Nun war »mein« Geistlicher nicht nur ein emsiger Erkunder unterirdischer Gänge aus unbekannten Zeiten. Er suchte auch im Gotteshaus selbst, grub unter dem Mittelgang nach »Schätzen«, und er wurde fündig. Er fand ein kurioses »Ding«, etwa dreißig Zentimeter lang, aus sehr dunklem, hartem Holz geschnitzt, schmal und spitz zulaufend. Viele Jahre später stieß ich in Indien auf ein ganz ähnliches Objekt. Es ist ein »Phurba«. Der »Phurba« erinnert an einen dreiseitigen Dolch, ein Dolch der Götter. Dreiseitig ist der Griff, dreiseitig ist die Klinge. Er kam und kommt im Himalaya zum Einsatz. Besonders in Tibet wird er als heiliges Attribut wichtiger Götter angesehen. Senkrecht stehend wird der »Phurba« als »Achse der Welt« verstanden. Den Griff des »Phurba« zieren gewöhnlich drei Gesichter. Eines strahlt freudigen Optimismus aus, eines wirkt wütend oder traurig und das dritte macht einen ausgeglichenen Eindruck. Die drei Gesichter im Griff des Götterdolchs lassen uns natürlich sofort an die »Heilige Dreifaltigkeit« des Christentums denken. Die Trinität des Christentums freilich ist sehr viel älter. So ist aus vorchristlichen Zeiten eine Vielzahl von Götter-Triaden bekannt.
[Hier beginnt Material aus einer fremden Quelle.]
use anyhow::{bail, Context, Result};
use tracing::debug;

use crate::client::retry::{with_retry, RetryObserver, RetryPolicy};
use crate::client::IssueSource;
use crate::config::AppConfig;
use crate::model::issue::Issue;
use crate::projector::project_record;
use crate::schema::guess::guess_schema;
use crate::schema::ColumnConfig;
use crate::sink::RowSink;

/// Sample size for the guess pass and the preview pass.
pub const GUESS_RECORDS_COUNT: u32 = 10;
pub const PREVIEW_RECORDS_COUNT: u32 = 10;

/// Drives the fetch -> flatten -> project flow. Both the guess pass and the
/// run pass go through the same source and retry policy.
pub struct Pipeline<'a> {
    source: &'a dyn IssueSource,
    policy: RetryPolicy,
    observer: &'a dyn RetryObserver,
}

impl<'a> Pipeline<'a> {
    pub fn new(
        source: &'a dyn IssueSource,
        policy: RetryPolicy,
        observer: &'a dyn RetryObserver,
    ) -> Self {
        Self {
            source,
            policy,
            observer,
        }
    }

    async fn fetch_page(&self, offset: u32, limit: u32) -> Result<Vec<Issue>> {
        with_retry(&self.policy, self.observer, || {
            self.source.fetch_issues_page(offset, limit)
        })
        .await
        .context("Issue retrieval failed; check uri, credentials and retry settings")
    }

    /// Infer a column schema from a small sample of records.
    pub async fn guess(&self) -> Result<Vec<ColumnConfig>> {
        let issues = self.fetch_page(0, GUESS_RECORDS_COUNT).await?;
        Ok(guess_schema(&issues)?)
    }

    /// Project the first few records against a fixed schema.
    pub async fn preview(&self, columns: &[ColumnConfig], sink: &mut dyn RowSink) -> Result<usize> {
        let issues = self.fetch_page(0, PREVIEW_RECORDS_COUNT).await?;
        for issue in &issues {
            project_record(issue, columns, sink);
        }
        Ok(issues.len())
    }

    /// Full extraction: pages are fetched in offset order and each record is
    /// emitted before the next page is requested. A page shorter than
    /// `page_size` ends the loop.
    pub async fn run(
        &self,
        columns: &[ColumnConfig],
        page_size: u32,
        sink: &mut dyn RowSink,
    ) -> Result<usize> {
        let mut offset = 0u32;
        let mut total = 0usize;
        loop {
            let issues = self.fetch_page(offset, page_size).await?;
            for issue in &issues {
                project_record(issue, columns, sink);
            }
            total += issues.len();
            debug!(offset, fetched = issues.len(), total, "processed issues page");

            if (issues.len() as u32) < page_size {
                break;
            }
            offset += page_size;
        }
        Ok(total)
    }

    /// Columns for the run/preview passes: the declared list, or a fresh
    /// guess when `dynamic_schema` is set.
    pub async fn resolve_columns(&self, config: &AppConfig) -> Result<Vec<ColumnConfig>> {
        if config.dynamic_schema {
            return self.guess().await;
        }
        if config.columns.is_empty() {
            bail!("No columns declared; add [[columns]] entries or set dynamic_schema = true");
        }
        Ok(config.columns.clone())
    }
}
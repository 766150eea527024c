use serde_json::{Map, Value};

/// Sub-objects dropped before flattening. These hold file blobs and
/// star/custom-field metadata that never map to output columns.
const STRIPPED_KEYS: &[&str] = &["sharedFiles", "attachments", "stars", "customFields"];

/// One issue record fetched from the source API.
///
/// The flattened key -> value view is computed once at construction and shared
/// by the schema guesser and the record projector.
#[derive(Debug, Clone)]
pub struct Issue {
    flatten: Map<String, Value>,
}

impl Issue {
    pub fn new(raw: Value) -> Self {
        let mut flatten = match raw {
            Value::Object(map) => map,
            _ => Map::new(),
        };
        for key in STRIPPED_KEYS {
            flatten.remove(*key);
        }
        Self { flatten }
    }

    pub fn flatten(&self) -> &Map<String, Value> {
        &self.flatten
    }

    /// Value for a column name, `Null` when the record lacks the key.
    pub fn value(&self, name: &str) -> &Value {
        self.flatten.get(name).unwrap_or(&Value::Null)
    }
}

#[cfg(test)]
mod tests {
    use super::*;
    use serde_json::json;

    #[test]
    fn flatten_strips_excluded_keys() {
        let issue = Issue::new(json!({
            "id": 1,
            "summary": "Crash on startup",
            "sharedFiles": [{"id": 9}],
            "attachments": [{"id": 2, "name": "log.txt"}],
            "stars": [{"id": 3}],
            "customFields": [{"id": 4, "value": "x"}],
        }));

        assert_eq!(issue.value("id"), &json!(1));
        assert_eq!(issue.value("summary"), &json!("Crash on startup"));
        for key in ["sharedFiles", "attachments", "stars", "customFields"] {
            assert!(!issue.flatten().contains_key(key));
        }
    }

    #[test]
    fn flatten_without_excluded_keys_is_unchanged() {
        let raw = json!({"id": 7, "status": {"id": 1, "name": "Open"}});
        let issue = Issue::new(raw.clone());

        assert_eq!(issue.flatten().len(), 2);
        assert_eq!(issue.value("status"), &json!({"id": 1, "name": "Open"}));
    }

    #[test]
    fn flatten_is_idempotent() {
        let raw = json!({"id": 1, "attachments": [], "summary": "x"});
        let once = Issue::new(raw);
        let twice = Issue::new(Value::Object(once.flatten().clone()));

        assert_eq!(once.flatten(), twice.flatten());
    }

    #[test]
    fn flatten_is_deterministic() {
        let raw = json!({"b": 2, "a": 1, "stars": []});
        let first = Issue::new(raw.clone());
        let second = Issue::new(raw);

        assert_eq!(first.flatten(), second.flatten());
    }

    #[test]
    fn missing_key_reads_as_null() {
        let issue = Issue::new(json!({"id": 1}));
        assert_eq!(issue.value("assignee"), &Value::Null);
    }

    #[test]
    fn non_object_record_flattens_empty() {
        let issue = Issue::new(json!([1, 2, 3]));
        assert!(issue.flatten().is_empty());
    }
}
Foto 6: Das freundeliche Gesicht eines »Phurba« |
Göttinnen-Triaden gab es im Heidentum bis in christliche Zeiten hinein. Offensichtlich waren die drei Göttinnen so stark im Volksglauben verwurzelt, dass es selbst emsigsten Missionaren und Bekämpfern des Heidentums nicht gelungen ist, sie aus dem Bewusstsein der Menschen zu verbannen. So wurden die heidnischen Drei-Göttinnen einfach »christianisiert« und durften forthin mit dem Segen der Kirche verehrt werden, als die drei Bethen. Die drei Bethen waren die vorchristliche Form der christlichen Trinität, bestehend aus Gott-Vater, Gott-Sohn und Heiligem Geist. In der uralten einstigen Wehrkirche von Urschalling (am Chiemsee gelegen) ziert bis heute eine rätselhafte Darstellung der christlichen Dreifaltigkeit die Decke. Sie hat einen Unterleib, doch der Oberleib spaltet sich auf in zwei Männer und eine Frau. Klar zu erkennen sind Gott-Vater als alter Mann mit Rauschebart, Gott-Sohn Jesus als junger Mann und dazwischen der »Heilige Geist« als Frau. Eine rein weibliche Triade findet sich noch heute im altehrwürdigen Dom zu Worms.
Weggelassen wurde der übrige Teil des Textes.